Repeat each entry in full, exactly.

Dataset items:
================

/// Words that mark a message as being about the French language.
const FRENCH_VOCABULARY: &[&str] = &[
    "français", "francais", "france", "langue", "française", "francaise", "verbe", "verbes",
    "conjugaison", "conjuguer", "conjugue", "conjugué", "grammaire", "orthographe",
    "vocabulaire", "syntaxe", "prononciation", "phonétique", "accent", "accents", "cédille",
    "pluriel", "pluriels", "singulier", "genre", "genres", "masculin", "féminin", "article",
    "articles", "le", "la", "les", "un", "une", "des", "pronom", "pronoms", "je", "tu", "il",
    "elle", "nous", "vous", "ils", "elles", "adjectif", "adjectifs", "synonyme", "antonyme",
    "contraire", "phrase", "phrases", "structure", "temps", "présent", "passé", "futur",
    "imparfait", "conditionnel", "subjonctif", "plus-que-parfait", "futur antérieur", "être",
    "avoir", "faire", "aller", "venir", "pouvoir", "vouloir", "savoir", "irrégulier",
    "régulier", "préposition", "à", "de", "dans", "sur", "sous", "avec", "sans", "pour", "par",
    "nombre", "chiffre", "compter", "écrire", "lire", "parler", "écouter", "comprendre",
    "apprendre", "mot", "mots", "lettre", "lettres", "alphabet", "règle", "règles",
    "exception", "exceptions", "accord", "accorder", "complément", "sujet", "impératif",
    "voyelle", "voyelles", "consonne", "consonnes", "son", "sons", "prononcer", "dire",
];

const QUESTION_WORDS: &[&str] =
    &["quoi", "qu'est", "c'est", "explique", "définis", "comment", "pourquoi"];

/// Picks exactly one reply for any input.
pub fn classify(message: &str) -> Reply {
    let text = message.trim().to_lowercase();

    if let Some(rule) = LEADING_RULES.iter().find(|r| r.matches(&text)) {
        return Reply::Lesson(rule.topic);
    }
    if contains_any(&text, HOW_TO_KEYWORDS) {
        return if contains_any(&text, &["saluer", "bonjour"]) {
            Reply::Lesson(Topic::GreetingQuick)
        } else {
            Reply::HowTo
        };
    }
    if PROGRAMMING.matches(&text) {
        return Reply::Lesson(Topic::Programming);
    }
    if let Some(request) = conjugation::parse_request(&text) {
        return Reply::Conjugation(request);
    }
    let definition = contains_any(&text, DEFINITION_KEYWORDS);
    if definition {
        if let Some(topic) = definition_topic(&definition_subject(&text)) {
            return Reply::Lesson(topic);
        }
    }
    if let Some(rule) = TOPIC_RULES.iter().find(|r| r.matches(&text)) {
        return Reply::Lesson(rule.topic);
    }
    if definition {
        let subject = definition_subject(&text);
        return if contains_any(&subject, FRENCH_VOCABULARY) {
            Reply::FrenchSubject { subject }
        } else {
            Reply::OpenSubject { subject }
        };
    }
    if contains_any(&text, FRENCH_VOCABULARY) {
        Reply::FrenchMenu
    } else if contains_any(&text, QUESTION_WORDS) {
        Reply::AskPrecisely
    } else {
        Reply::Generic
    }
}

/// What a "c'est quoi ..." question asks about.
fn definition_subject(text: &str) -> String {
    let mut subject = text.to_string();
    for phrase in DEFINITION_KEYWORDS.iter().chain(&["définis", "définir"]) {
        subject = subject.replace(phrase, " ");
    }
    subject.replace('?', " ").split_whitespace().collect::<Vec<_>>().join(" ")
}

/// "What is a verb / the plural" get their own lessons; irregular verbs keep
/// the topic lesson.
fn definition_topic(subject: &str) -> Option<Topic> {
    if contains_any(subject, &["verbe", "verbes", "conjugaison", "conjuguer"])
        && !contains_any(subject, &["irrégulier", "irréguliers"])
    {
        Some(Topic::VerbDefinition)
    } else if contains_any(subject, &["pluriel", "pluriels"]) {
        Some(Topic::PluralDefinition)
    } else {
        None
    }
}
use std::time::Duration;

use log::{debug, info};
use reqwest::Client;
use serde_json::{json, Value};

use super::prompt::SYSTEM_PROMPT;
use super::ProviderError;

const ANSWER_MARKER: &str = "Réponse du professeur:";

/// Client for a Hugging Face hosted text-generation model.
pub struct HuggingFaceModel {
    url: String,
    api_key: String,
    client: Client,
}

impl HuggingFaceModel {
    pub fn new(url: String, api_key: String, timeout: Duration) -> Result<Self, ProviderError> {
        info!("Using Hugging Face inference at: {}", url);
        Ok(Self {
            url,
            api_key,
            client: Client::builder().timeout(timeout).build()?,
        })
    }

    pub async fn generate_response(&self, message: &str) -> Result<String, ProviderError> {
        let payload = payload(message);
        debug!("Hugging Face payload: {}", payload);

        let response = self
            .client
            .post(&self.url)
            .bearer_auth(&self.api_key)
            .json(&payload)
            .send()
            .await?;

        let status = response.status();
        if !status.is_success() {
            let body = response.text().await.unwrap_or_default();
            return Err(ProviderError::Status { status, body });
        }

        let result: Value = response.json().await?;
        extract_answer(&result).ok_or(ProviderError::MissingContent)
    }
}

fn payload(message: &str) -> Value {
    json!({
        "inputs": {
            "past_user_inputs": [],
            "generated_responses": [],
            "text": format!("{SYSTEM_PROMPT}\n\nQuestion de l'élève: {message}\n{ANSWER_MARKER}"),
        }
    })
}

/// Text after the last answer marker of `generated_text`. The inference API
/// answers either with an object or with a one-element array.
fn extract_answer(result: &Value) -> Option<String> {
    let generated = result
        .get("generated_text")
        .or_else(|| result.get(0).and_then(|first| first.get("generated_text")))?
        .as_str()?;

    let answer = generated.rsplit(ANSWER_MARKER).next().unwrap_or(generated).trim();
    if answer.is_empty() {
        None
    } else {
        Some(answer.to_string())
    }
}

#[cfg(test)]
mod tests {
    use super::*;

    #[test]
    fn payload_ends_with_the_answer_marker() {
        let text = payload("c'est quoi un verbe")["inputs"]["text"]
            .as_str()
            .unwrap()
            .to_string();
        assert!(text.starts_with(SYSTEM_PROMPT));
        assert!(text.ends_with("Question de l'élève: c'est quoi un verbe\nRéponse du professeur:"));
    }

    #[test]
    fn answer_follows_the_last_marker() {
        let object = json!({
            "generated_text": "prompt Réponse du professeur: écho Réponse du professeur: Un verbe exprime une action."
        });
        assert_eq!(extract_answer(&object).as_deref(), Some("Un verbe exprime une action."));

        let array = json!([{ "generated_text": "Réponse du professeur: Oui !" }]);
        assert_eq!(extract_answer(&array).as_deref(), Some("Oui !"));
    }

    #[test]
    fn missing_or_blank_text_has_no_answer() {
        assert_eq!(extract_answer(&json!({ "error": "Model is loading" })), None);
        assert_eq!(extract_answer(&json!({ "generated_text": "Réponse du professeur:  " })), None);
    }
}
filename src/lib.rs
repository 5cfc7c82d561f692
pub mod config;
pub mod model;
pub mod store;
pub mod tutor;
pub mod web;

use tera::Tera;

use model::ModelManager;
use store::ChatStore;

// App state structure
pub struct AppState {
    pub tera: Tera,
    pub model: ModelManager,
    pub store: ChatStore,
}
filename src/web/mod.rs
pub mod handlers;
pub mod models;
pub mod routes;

================

• TASK ANSWER:
/// Words that mark a message as being about the French language.
const FRENCH_VOCABULARY: &[&str] = &[
    "français", "francais", "france", "langue", "française", "francaise", "verbe", "verbes",
    "conjugaison", "conjuguer", "conjugue", "conjugué", "grammaire", "orthographe",
    "vocabulaire", "syntaxe", "prononciation", "phonétique", "accent", "accents", "cédille",
    "pluriel", "pluriels", "singulier", "genre", "genres", "masculin", "féminin", "article",
    "articles", "le", "la", "les", "un", "une", "des", "pronom", "pronoms", "je", "tu", "il",
    "elle", "nous", "vous", "ils", "elles", "adjectif", "adjectifs", "synonyme", "antonyme",
    "contraire", "phrase", "phrases", "structure", "temps", "présent", "passé", "futur",
    "imparfait", "conditionnel", "subjonctif", "plus-que-parfait", "futur antérieur", "être",
    "avoir", "faire", "aller", "venir", "pouvoir", "vouloir", "savoir", "irrégulier",
    "régulier", "préposition", "à", "de", "dans", "sur", "sous", "avec", "sans", "pour", "par",
    "nombre", "chiffre", "compter", "écrire", "lire", "parler", "écouter", "comprendre",
    "apprendre", "mot", "mots", "lettre", "lettres", "alphabet", "règle", "règles",
    "exception", "exceptions", "accord", "accorder", "complément", "sujet", "impératif",
    "voyelle", "voyelles", "consonne", "consonnes", "son", "sons", "prononcer", "dire",
];

const QUESTION_WORDS: &[&str] =
    &["quoi", "qu'est", "c'est", "explique", "définis", "comment", "pourquoi"];

/// Picks exactly one reply for any input.
pub fn classify(message: &str) -> Reply {
    let text = message.trim().to_lowercase();

    if let Some(rule) = LEADING_RULES.iter().find(|r| r.matches(&text)) {
        return Reply::Lesson(rule.topic);
    }
    if contains_any(&text, HOW_TO_KEYWORDS) {
        return if contains_any(&text, &["saluer", "bonjour"]) {
            Reply::Lesson(Topic::GreetingQuick)
        } else {
            Reply::HowTo
        };
    }
    if PROGRAMMING.matches(&text) {
        return Reply::Lesson(Topic::Programming);
    }
    if let Some(request) = conjugation::parse_request(&text) {
        return Reply::Conjugation(request);
    }
    let definition = contains_any(&text, DEFINITION_KEYWORDS);
    if definition {
        if let Some(topic) = definition_topic(&definition_subject(&text)) {
            return Reply::Lesson(topic);
        }
    }
    if let Some(rule) = TOPIC_RULES.iter().find(|r| r.matches(&text)) {
        return Reply::Lesson(rule.topic);
    }
    if definition {
        let subject = definition_subject(&text);
        return if contains_any(&subject, FRENCH_VOCABULARY) {
            Reply::FrenchSubject { subject }
        } else {
            Reply::OpenSubject { subject }
        };
    }
    if contains_any(&text, FRENCH_VOCABULARY) {
        Reply::FrenchMenu
    } else if contains_any(&text, QUESTION_WORDS) {
        Reply::AskPrecisely
    } else {
        Reply::Generic
    }
}

/// What a "c'est quoi ..." question asks about.
fn definition_subject(text: &str) -> String {
    let mut subject = text.to_string();
    for phrase in DEFINITION_KEYWORDS.iter().chain(&["définis", "définir"]) {
        subject = subject.replace(phrase, " ");
    }
    subject.replace('?', " ").split_whitespace().collect::<Vec<_>>().join(" ")
}

/// "What is a verb / the plural" get their own lessons; irregular verbs keep
/// the topic lesson.
fn definition_topic(subject: &str) -> Option<Topic> {
    if contains_any(subject, &["verbe", "verbes", "conjugaison", "conjuguer"])
        && !contains_any(subject, &["irrégulier", "irréguliers"])
    {
        Some(Topic::VerbDefinition)
    } else if contains_any(subject, &["pluriel", "pluriels"]) {
        Some(Topic::PluralDefinition)
    } else {
        None
    }
}
use std::time::Duration;

use log::{debug, info};
use reqwest::Client;
use serde_json::{json, Value};

use super::prompt::SYSTEM_PROMPT;
use super::ProviderError;

const ANSWER_MARKER: &str = "Réponse du professeur:";

/// Client for a Hugging Face hosted text-generation model.
pub struct HuggingFaceModel {
    url: String,
    api_key: String,
    client: Client,
}

impl HuggingFaceModel {
    pub fn new(url: String, api_key: String, timeout: Duration) -> Result<Self, ProviderError> {
        info!("Using Hugging Face inference at: {}", url);
        Ok(Self {
            url,
            api_key,
            client: Client::builder().timeout(timeout).build()?,
        })
    }

    pub async fn generate_response(&self, message: &str) -> Result<String, ProviderError> {
        let payload = payload(message);
        debug!("Hugging Face payload: {}", payload);

        let response = self
            .client
            .post(&self.url)
            .bearer_auth(&self.api_key)
            .json(&payload)
            .send()
            .await?;

        let status = response.status();
        if !status.is_success() {
            let body = response.text().await.unwrap_or_default();
            return Err(ProviderError::Status { status, body });
        }

        let result: Value = response.json().await?;
        extract_answer(&result).ok_or(ProviderError::MissingContent)
    }
}

fn payload(message: &str) -> Value {
    json!({
        "inputs": {
            "past_user_inputs": [],
            "generated_responses": [],
            "text": format!("{SYSTEM_PROMPT}\n\nQuestion de l'élève: {message}\n{ANSWER_MARKER}"),
        }
    })
}

/// Text after the last answer marker of `generated_text`. The inference API
/// answers either with an object or with a one-element array.
fn extract_answer(result: &Value) -> Option<String> {
    let generated = result
        .get("generated_text")
        .or_else(|| result.get(0).and_then(|first| first.get("generated_text")))?
        .as_str()?;

    let answer = generated.rsplit(ANSWER_MARKER).next().unwrap_or(generated).trim();
    if answer.is_empty() {
        None
    } else {
        Some(answer.to_string())
    }
}

#[cfg(test)]
mod tests {
    use super::*;

    #[test]
    fn payload_ends_with_the_answer_marker() {
        let text = payload("c'est quoi un verbe")["inputs"]["text"]
            .as_str()
            .unwrap()
            .to_string();
        assert!(text.starts_with(SYSTEM_PROMPT));
        assert!(text.ends_with("Question de l'élève: c'est quoi un verbe\nRéponse du professeur:"));
    }

    #[test]
    fn answer_follows_the_last_marker() {
        let object = json!({
            "generated_text": "prompt Réponse du professeur: écho Réponse du professeur: Un verbe exprime une action."
        });
        assert_eq!(extract_answer(&object).as_deref(), Some("Un verbe exprime une action."));

        let array = json!([{ "generated_text": "Réponse du professeur: Oui !" }]);
        assert_eq!(extract_answer(&array).as_deref(), Some("Oui !"));
    }

    #[test]
    fn missing_or_blank_text_has_no_answer() {
        assert_eq!(extract_answer(&json!({ "error": "Model is loading" })), None);
        assert_eq!(extract_answer(&json!({ "generated_text": "Réponse du professeur:  " })), None);
    }
}
filename src/lib.rs
repository 5cfc7c82d561f692
pub mod config;
pub mod model;
pub mod store;
pub mod tutor;
pub mod web;

use tera::Tera;

use model::ModelManager;
use store::ChatStore;

// App state structure
pub struct AppState {
    pub tera: Tera,
    pub model: ModelManager,
    pub store: ChatStore,
}
filename src/web/mod.rs
pub mod handlers;
pub mod models;
pub mod routes;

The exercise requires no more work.